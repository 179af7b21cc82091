use std::path::{Path, PathBuf};

use anyhow::{Context, Result};
use flowgen_core::{CONFIG_FILE, Config, NameGenerator, StdRandom};
use flowgen_git::{CommandRunner, CommandSpec, GitOps, Repository, discover_workdir};

use crate::output;

/// Helper to open the repository and its working directory.
pub fn open_repo() -> Result<(Repository, PathBuf)> {
    let repo = Repository::open_current().context("Not inside a git repository")?;
    let workdir = repo
        .workdir()
        .context("Cannot run in bare repository")?
        .to_path_buf();
    Ok((repo, workdir))
}

/// Load config from `explicit`, or from the repository root, or defaults.
///
/// An explicit path must exist.
pub fn load_config(explicit: Option<&Path>, workdir: Option<&Path>) -> Result<Config> {
    if let Some(path) = explicit {
        if !path.exists() {
            anyhow::bail!("Config file not found: {}", path.display());
        }
        return Config::load(path).with_context(|| format!("Invalid config {}", path.display()));
    }

    let root = match workdir {
        Some(dir) => Some(dir.to_path_buf()),
        None => discover_workdir(".").ok(),
    };
    match root {
        Some(dir) => Config::load(dir.join(CONFIG_FILE)).context("Invalid config"),
        None => Ok(Config::default()),
    }
}

/// Build a generator from config, seeded when a seed is given.
pub fn build_generator(config: &Config, seed: Option<u64>) -> Result<NameGenerator<StdRandom>> {
    let rng = seed.map_or_else(StdRandom::from_entropy, StdRandom::seeded);
    let generator_config = config
        .generator_config()
        .context("Invalid naming configuration")?;
    Ok(NameGenerator::with_config(rng, generator_config)?)
}

/// [`CommandRunner`] decorator that echoes inherited commands as `> cmd`.
///
/// Captured queries are not echoed.
pub struct EchoRunner<R: CommandRunner> {
    inner: R,
}

impl<R: CommandRunner> EchoRunner<R> {
    pub const fn new(inner: R) -> Self {
        Self { inner }
    }
}

impl<R: CommandRunner> CommandRunner for EchoRunner<R> {
    fn run_inheriting(&self, command: &CommandSpec) -> flowgen_git::Result<()> {
        output::command(&command.to_string());
        self.inner.run_inheriting(command)
    }

    fn run_capturing(&self, command: &CommandSpec) -> flowgen_git::Result<String> {
        self.inner.run_capturing(command)
    }
}
//! Service layer for business logic with dependency injection.
//!
//! This module contains services that encapsulate business logic and accept
//! trait-based dependencies, enabling testing with mock implementations.

pub mod demo;
pub mod preview;

#[cfg(test)]
pub mod test_mocks;

pub use demo::{DemoService, DemoSettings, Flow, PendingCommit, RunPlan};
pub use preview::PreviewService;
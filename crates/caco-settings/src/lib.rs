//! # caco-settings
//!
//! Configuration for the caco dispatch core.
//!
//! Settings are loaded from three layers (in priority order):
//! 1. **Compiled defaults**: [`CacoSettings::default()`]
//! 2. **Settings file**: a JSON file deep-merged over defaults
//! 3. **Environment variables**: `CACO_*` overrides (highest priority)
//!
//! There is no process-wide cache: the host loads a [`CacoSettings`] once
//! and passes it to whatever it constructs.
//!
//! ## Crate Position
//!
//! Leaf crate. Depended on by caco-runtime.

#![deny(unsafe_code)]

pub mod errors;
pub mod loader;
pub mod types;

pub use errors::{Result, SettingsError};
pub use loader::{apply_env_overrides, apply_overrides, deep_merge, load_settings_from_path};
pub use types::*;
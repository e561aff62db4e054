//! Capturing tracing events in tests.

use std::sync::{Arc, Mutex, MutexGuard, PoisonError};

use tracing::level_filters::LevelFilter;
use tracing::{Event, Level, Subscriber};
use tracing_subscriber::Layer;
use tracing_subscriber::layer::{Context, SubscriberExt};
use tracing_subscriber::registry::LookupSpan;
use tracing_subscriber::util::SubscriberInitExt;

/// A captured tracing event.
#[derive(Clone, Debug)]
pub struct CapturedEvent {
    /// The log level.
    pub level: Level,
    /// The target module.
    pub target: String,
    /// The formatted message.
    pub message: String,
    /// Field key-value pairs, values rendered as strings.
    pub fields: Vec<(String, String)>,
}

impl CapturedEvent {
    /// Value of a field, if recorded.
    pub fn field(&self, name: &str) -> Option<&str> {
        self.fields
            .iter()
            .find(|(k, _)| k == name)
            .map(|(_, v)| v.as_str())
    }
}

/// Shared store of captured events.
#[derive(Clone, Default)]
pub struct CapturedLogs {
    events: Arc<Mutex<Vec<CapturedEvent>>>,
}

impl CapturedLogs {
    fn lock(&self) -> MutexGuard<'_, Vec<CapturedEvent>> {
        self.events.lock().unwrap_or_else(PoisonError::into_inner)
    }

    /// All captured events.
    pub fn events(&self) -> Vec<CapturedEvent> {
        self.lock().clone()
    }

    /// Whether any event at `level` contains `message_contains`.
    pub fn has_event(&self, level: Level, message_contains: &str) -> bool {
        self.lock()
            .iter()
            .any(|e| e.level == level && e.message.contains(message_contains))
    }

    /// Count events at a level.
    pub fn count_at_level(&self, level: Level) -> usize {
        self.lock().iter().filter(|e| e.level == level).count()
    }

    /// First event whose message contains `message_contains`.
    pub fn find(&self, message_contains: &str) -> Option<CapturedEvent> {
        self.lock()
            .iter()
            .find(|e| e.message.contains(message_contains))
            .cloned()
    }

    /// Drop everything captured so far.
    pub fn clear(&self) {
        self.lock().clear();
    }
}

struct CaptureLayer {
    logs: CapturedLogs,
}

struct FieldVisitor {
    message: String,
    fields: Vec<(String, String)>,
}

impl tracing::field::Visit for FieldVisitor {
    fn record_debug(&mut self, field: &tracing::field::Field, value: &dyn std::fmt::Debug) {
        let val = format!("{value:?}");
        if field.name() == "message" {
            self.message = val;
        } else {
            self.fields.push((field.name().to_owned(), val));
        }
    }

    fn record_str(&mut self, field: &tracing::field::Field, value: &str) {
        if field.name() == "message" {
            value.clone_into(&mut self.message);
        } else {
            self.fields.push((field.name().to_owned(), value.to_owned()));
        }
    }

    fn record_u64(&mut self, field: &tracing::field::Field, value: u64) {
        self.fields.push((field.name().to_owned(), value.to_string()));
    }

    fn record_i64(&mut self, field: &tracing::field::Field, value: i64) {
        self.fields.push((field.name().to_owned(), value.to_string()));
    }

    fn record_bool(&mut self, field: &tracing::field::Field, value: bool) {
        self.fields.push((field.name().to_owned(), value.to_string()));
    }
}

impl<S> Layer<S> for CaptureLayer
where
    S: Subscriber + for<'a> LookupSpan<'a>,
{
    fn on_event(&self, event: &Event<'_>, _ctx: Context<'_, S>) {
        let metadata = event.metadata();
        let mut visitor = FieldVisitor {
            message: String::new(),
            fields: Vec::new(),
        };
        event.record(&mut visitor);

        self.logs.lock().push(CapturedEvent {
            level: *metadata.level(),
            target: metadata.target().to_owned(),
            message: visitor.message,
            fields: visitor.fields,
        });
    }
}

/// Install a thread-local subscriber that captures every event.
///
/// The returned guard must stay alive for the duration of the test.
pub fn capture_logs() -> (CapturedLogs, tracing::subscriber::DefaultGuard) {
    let logs = CapturedLogs::default();
    let layer = CaptureLayer { logs: logs.clone() };

    let subscriber = tracing_subscriber::registry()
        .with(layer)
        .with(LevelFilter::TRACE);

    let guard = subscriber.set_default();
    (logs, guard)
}

#[cfg(test)]
mod tests {
    use super::*;

    #[test]
    fn captures_message_and_fields() {
        let (logs, _guard) = capture_logs();
        tracing::warn!(session_id = "s1", count = 3u64, "lock conflict");

        let event = logs.find("lock conflict").unwrap();
        assert_eq!(event.level, Level::WARN);
        assert_eq!(event.field("session_id"), Some("s1"));
        assert_eq!(event.field("count"), Some("3"));
    }

    #[test]
    fn counts_by_level() {
        let (logs, _guard) = capture_logs();
        tracing::info!("a");
        tracing::info!("b");
        tracing::debug!("c");

        assert_eq!(logs.count_at_level(Level::INFO), 2);
        assert_eq!(logs.count_at_level(Level::DEBUG), 1);
        logs.clear();
        assert!(logs.events().is_empty());
    }
}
◆ ◆ ◆ ◆
In the records above, find the lines holding "errors". Copy each one.

pub mod errors;
pub use errors::{Result, SettingsError};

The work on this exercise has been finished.